------ Data extracts ------

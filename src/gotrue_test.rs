use super::*;
use crate::config::AuthTimeouts;
use crate::error::ErrorCode;
use crate::state::test_helpers::session_for;

fn offline_client() -> GoTrueClient {
    let config = AuthConfig {
        base_url: "http://127.0.0.1:9".into(),
        anon_key: "anon-key".into(),
        timeouts: AuthTimeouts { request_secs: 1, connect_secs: 1 },
    };
    GoTrueClient::new(&config).unwrap()
}

const USER_ID: &str = "6f1d1f3e-8c4a-4a55-9d0b-2a2c3f1e9b10";

fn token_body(expires: &str, confirmed: bool) -> String {
    let confirmed_at = if confirmed { r#""2024-01-01T00:00:00Z""# } else { "null" };
    format!(
        r#"{{
            "access_token": "at",
            "token_type": "bearer",
            "refresh_token": "rt",
            {expires},
            "user": {{
                "id": "{USER_ID}",
                "email": "ada@example.com",
                "email_confirmed_at": {confirmed_at},
                "user_metadata": {{"first_name": "Ada", "last_name": "Lovelace"}}
            }}
        }}"#
    )
}

// =============================================================================
// parse_session
// =============================================================================

#[test]
fn parse_session_prefers_absolute_expiry() {
    let body = token_body(r#""expires_in": 3600, "expires_at": 5000"#, true);
    let session = parse_session(&body, 1_000).unwrap();
    assert_eq!(session.expires_at, Some(5_000));
    assert_eq!(session.access_token, "at");
    assert_eq!(session.refresh_token.as_deref(), Some("rt"));
}

#[test]
fn parse_session_derives_expiry_from_expires_in() {
    let body = token_body(r#""expires_in": 3600"#, true);
    let session = parse_session(&body, 1_000).unwrap();
    assert_eq!(session.expires_at, Some(4_600));
}

#[test]
fn parse_session_maps_identity_and_metadata() {
    let body = token_body(r#""expires_in": 60"#, true);
    let identity = parse_session(&body, 0).unwrap().identity;
    assert_eq!(identity.id.to_string(), USER_ID);
    assert_eq!(identity.email, "ada@example.com");
    assert!(identity.confirmed);
    assert_eq!(identity.metadata.first_name.as_deref(), Some("Ada"));
    assert_eq!(identity.metadata.last_name.as_deref(), Some("Lovelace"));
}

#[test]
fn parse_session_treats_missing_confirmation_as_unconfirmed() {
    let body = token_body(r#""expires_in": 60"#, false);
    assert!(!parse_session(&body, 0).unwrap().identity.confirmed);
}

#[test]
fn parse_session_tolerates_unexpected_metadata() {
    let body = format!(
        r#"{{"access_token":"at","user":{{"id":"{USER_ID}","email":"a@b.c","user_metadata":{{"first_name":42}}}}}}"#
    );
    let session = parse_session(&body, 0).unwrap();
    assert_eq!(session.identity.metadata, SignupMetadata::default());
    assert_eq!(session.expires_at, None);
}

#[test]
fn parse_session_rejects_garbage() {
    let err = parse_session("not json", 0).unwrap_err();
    assert!(matches!(err, AuthError::Parse(_)));
}

// =============================================================================
// parse_sign_up
// =============================================================================

#[test]
fn parse_sign_up_with_session_signs_in() {
    let body = token_body(r#""expires_in": 3600"#, true);
    let outcome = parse_sign_up(&body, 0).unwrap();
    let session = outcome.session.expect("session");
    assert_eq!(session.identity, outcome.identity);
    assert!(outcome.identity.confirmed);
}

#[test]
fn parse_sign_up_bare_user_has_no_session() {
    let body = format!(r#"{{"id":"{USER_ID}","email":"ada@example.com","confirmation_sent_at":"2024-01-01T00:00:00Z"}}"#);
    let outcome = parse_sign_up(&body, 0).unwrap();
    assert!(outcome.session.is_none());
    assert!(!outcome.identity.confirmed);
    assert_eq!(outcome.identity.email, "ada@example.com");
}

// =============================================================================
// error_message
// =============================================================================

#[test]
fn error_message_prefers_error_description() {
    let body = r#"{"error":"invalid_grant","error_description":"Invalid login credentials"}"#;
    assert_eq!(error_message(400, body), "Invalid login credentials");
}

#[test]
fn error_message_reads_msg() {
    assert_eq!(error_message(422, r#"{"code":422,"msg":"User already registered"}"#), "User already registered");
}

#[test]
fn error_message_falls_back_to_raw_body() {
    assert_eq!(error_message(502, "  Bad Gateway \n"), "Bad Gateway");
}

#[test]
fn error_message_falls_back_to_status() {
    assert_eq!(error_message(503, ""), "identity provider returned status 503");
}

// =============================================================================
// client session cache
// =============================================================================

#[tokio::test]
async fn new_subscriber_receives_initial_session() {
    let client = offline_client();
    let mut rx = client.on_session_change();
    let event = rx.try_recv().unwrap();
    assert_eq!(event.change, AuthChange::InitialSession);
    assert!(event.session.is_none());
}

#[tokio::test]
async fn get_session_without_session_is_none() {
    let client = offline_client();
    assert!(client.get_session().await.unwrap().is_none());
}

#[tokio::test]
async fn restore_session_is_returned_and_announced() {
    let client = offline_client();
    let mut rx = client.on_session_change();
    let _ = rx.try_recv();

    let session = session_for(Uuid::new_v4(), "ada@example.com");
    client.restore_session(session.clone());

    let event = rx.try_recv().unwrap();
    assert_eq!(event.change, AuthChange::SignedIn);
    assert_eq!(event.session.as_ref(), Some(&session));
    assert_eq!(client.get_session().await.unwrap(), Some(session));
}

#[tokio::test]
async fn expired_session_without_refresh_token_signs_out() {
    let client = offline_client();
    let mut session = session_for(Uuid::new_v4(), "ada@example.com");
    session.expires_at = Some(1);
    session.refresh_token = None;
    client.restore_session(session);

    let mut rx = client.on_session_change();
    let _ = rx.try_recv();

    assert!(client.get_session().await.unwrap().is_none());
    let event = rx.try_recv().unwrap();
    assert_eq!(event.change, AuthChange::SignedOut);
    assert!(event.session.is_none());
}

#[tokio::test]
async fn sign_out_without_session_still_announces() {
    let client = offline_client();
    let mut rx = client.on_session_change();
    let _ = rx.try_recv();

    client.sign_out().await.unwrap();
    assert_eq!(rx.try_recv().unwrap().change, AuthChange::SignedOut);
}

#[tokio::test]
async fn sign_in_against_unreachable_provider_is_network_error() {
    let client = offline_client();
    let err = client.sign_in("ada@example.com", "pw").await.unwrap_err();
    assert!(matches!(err, AuthError::Network(_)));
    assert!(err.retryable());
    assert!(client.get_session().await.unwrap().is_none());
}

------

## Exercise goal
Whenever the string "AuthChange" shows up on a line of the listing, copy that line.

## Solution below
    assert_eq!(event.change, AuthChange::InitialSession);
    assert_eq!(event.change, AuthChange::SignedIn);
    assert_eq!(event.change, AuthChange::SignedOut);
    assert_eq!(rx.try_recv().unwrap().change, AuthChange::SignedOut);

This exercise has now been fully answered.